## [TASK TO COMPLETE]
Please count the lines in the records below that include the word "Sync" and report only the total.

------------

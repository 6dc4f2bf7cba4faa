// Pages: persistence, resolution with visibility rules, owner mutations, the render
// cache and the static pre-render pass.

pub mod cache;
pub mod editing;
pub mod handlers;
pub mod resolver;
pub mod static_gen;
pub mod store;

pub use cache::RenderCache;
pub use resolver::PageResolver;
pub use store::{PageStore, PgPageStore};
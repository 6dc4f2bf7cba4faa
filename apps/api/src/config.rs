use anyhow::{Context, Result};

/// Application configuration loaded from environment variables.
/// Fails at startup if required variables are missing or malformed.
#[derive(Debug, Clone)]
pub struct Config {
    pub database_url: String,
    pub port: u16,
    pub rust_log: String,
    /// Upper bound on how many published slugs the static pass enumerates.
    pub static_params_limit: i64,
    pub db_max_connections: u32,
    /// Total attempts (first try included) for a store query hitting a transient error.
    pub db_retry_attempts: u32,
    pub prerender_on_start: bool,
}

impl Config {
    pub fn from_env() -> Result<Self> {
        dotenvy::dotenv().ok(); // load .env if present; ignore if missing

        Ok(Config {
            database_url: require_env("DATABASE_URL")?,
            port: parse_env("PORT", "8080").context("PORT must be a valid port number")?,
            rust_log: std::env::var("RUST_LOG").unwrap_or_else(|_| "info".to_string()),
            static_params_limit: parse_env("STATIC_PARAMS_LIMIT", "100")
                .context("STATIC_PARAMS_LIMIT must be a positive integer")?,
            db_max_connections: parse_env("DB_MAX_CONNECTIONS", "10")
                .context("DB_MAX_CONNECTIONS must be a positive integer")?,
            db_retry_attempts: parse_env("DB_RETRY_ATTEMPTS", "3")
                .context("DB_RETRY_ATTEMPTS must be a positive integer")?,
            prerender_on_start: parse_env("PRERENDER_ON_START", "true")
                .context("PRERENDER_ON_START must be true or false")?,
        })
    }
}

fn require_env(key: &str) -> Result<String> {
    std::env::var(key).with_context(|| format!("Required environment variable '{key}' is not set"))
}

fn parse_env<T>(key: &str, default: &str) -> Result<T>
where
    T: std::str::FromStr,
    T::Err: std::error::Error + Send + Sync + 'static,
{
    let raw = std::env::var(key).unwrap_or_else(|_| default.to_string());
    Ok(raw.trim().parse::<T>()?)
}

#[cfg(test)]
impl Config {
    /// Fixed configuration for handler tests; no environment access.
    pub fn for_tests() -> Self {
        Config {
            database_url: "postgres://localhost/flow_test".to_string(),
            port: 0,
            rust_log: "debug".to_string(),
            static_params_limit: 100,
            db_max_connections: 1,
            db_retry_attempts: 1,
            prerender_on_start: false,
        }
    }
}
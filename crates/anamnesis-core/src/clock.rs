use chrono::{DateTime, Utc};

/// Abstracts wall-clock reads so the composer's clock block and the crystallization layer's timestamps are testable without
/// sleeping real time.
pub trait Clock: Send + Sync {
    fn now(&self) -> DateTime<Utc>;
}

#[derive(Debug, Clone, Copy, Default)]
pub struct SystemClock;

impl Clock for SystemClock {
    fn now(&self) -> DateTime<Utc> {
        Utc::now()
    }
}

/// A short, human phrase for the composer's clock block. Purely cosmetic.
pub fn time_of_day_note(hour: u32) -> &'static str {
    match hour {
        5..=7 => "early morning",
        8..=11 => "morning",
        12..=13 => "midday",
        14..=17 => "afternoon",
        18..=20 => "evening",
        21..=23 => "late evening",
        _ => "the small hours",
    }
}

------------

## [SOLUTION TO THE PROBLEM]
2